It is important to note that for an area such as Studland there have nomenclatural changes from the old series of BGS geological maps to new Bournemouth and the new Swanage maps. Re regard to the Chalk note that the Portsdown Chalk Formation is in the zone of Belemnitella mucronata. The older literature uses the zonal name, as the Formation name is relalively new. This should not cause much problem at Studland, and in webpages dealing largely with the Chalk, a conversion table is provided.

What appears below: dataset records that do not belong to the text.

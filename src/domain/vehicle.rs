use serde::{Deserialize, Serialize};

/// Listing status of a vehicle, owned by the remote API.
#[derive(Clone, Copy, Debug, Serialize, Deserialize, PartialEq, Eq, Default)]
#[serde(rename_all = "lowercase")]
pub enum VehicleStatus {
    #[default]
    Available,
    Booked,
    Sold,
}

#[derive(Clone, Debug, Serialize, Deserialize, PartialEq)]
pub struct Vehicle {
    pub id: i32,
    pub make: String,
    pub model: String,
    pub year: i32,
    pub vin: String,
    pub price: f64,
    #[serde(default)]
    pub description: String,
    pub status: VehicleStatus,
    /// Ordered image gallery; the API may omit the field entirely.
    #[serde(default)]
    pub images: Vec<VehicleImage>,
}

#[derive(Clone, Debug, Serialize, Deserialize, PartialEq)]
pub struct VehicleImage {
    pub id: i32,
    pub image_url: String,
    #[serde(default)]
    pub is_primary: bool,
}

/// Payload for creating or updating a vehicle. Images are managed through
/// their own endpoints and are never part of this payload.
#[derive(Clone, Debug, Serialize)]
pub struct NewVehicle {
    pub make: String,
    pub model: String,
    pub year: i32,
    pub vin: String,
    pub price: f64,
    pub description: String,
    pub status: VehicleStatus,
}

impl NewVehicle {
    #[must_use]
    pub fn new(
        make: String,
        model: String,
        year: i32,
        vin: String,
        price: f64,
        description: String,
        status: VehicleStatus,
    ) -> Self {
        Self {
            make: make.trim().to_string(),
            model: model.trim().to_string(),
            year,
            vin: vin.trim().to_uppercase(),
            price,
            description: description.trim().to_string(),
            status,
        }
    }
}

The Palaeogene or Tertiary strata are not quite so easy to deal with. The greatest change has been the replacement of the old "Bagshot Beds" with the name Poole Formation and an important subdivision of this into members. New maps in this webpage, use of course, the new scheme, but some parts of older maps are also reproduced (and may sometimes be more readily available because of copyright matters). There should be no problem in using an old matter in introductory terms, if the reader has some familiarity with both old and new nomenclatures. The experienced geologist will know whether an old or new scheme is being used.

[This website will be progressively updated to use the new scheme, but old terminology may persist in parts until time permits correction.]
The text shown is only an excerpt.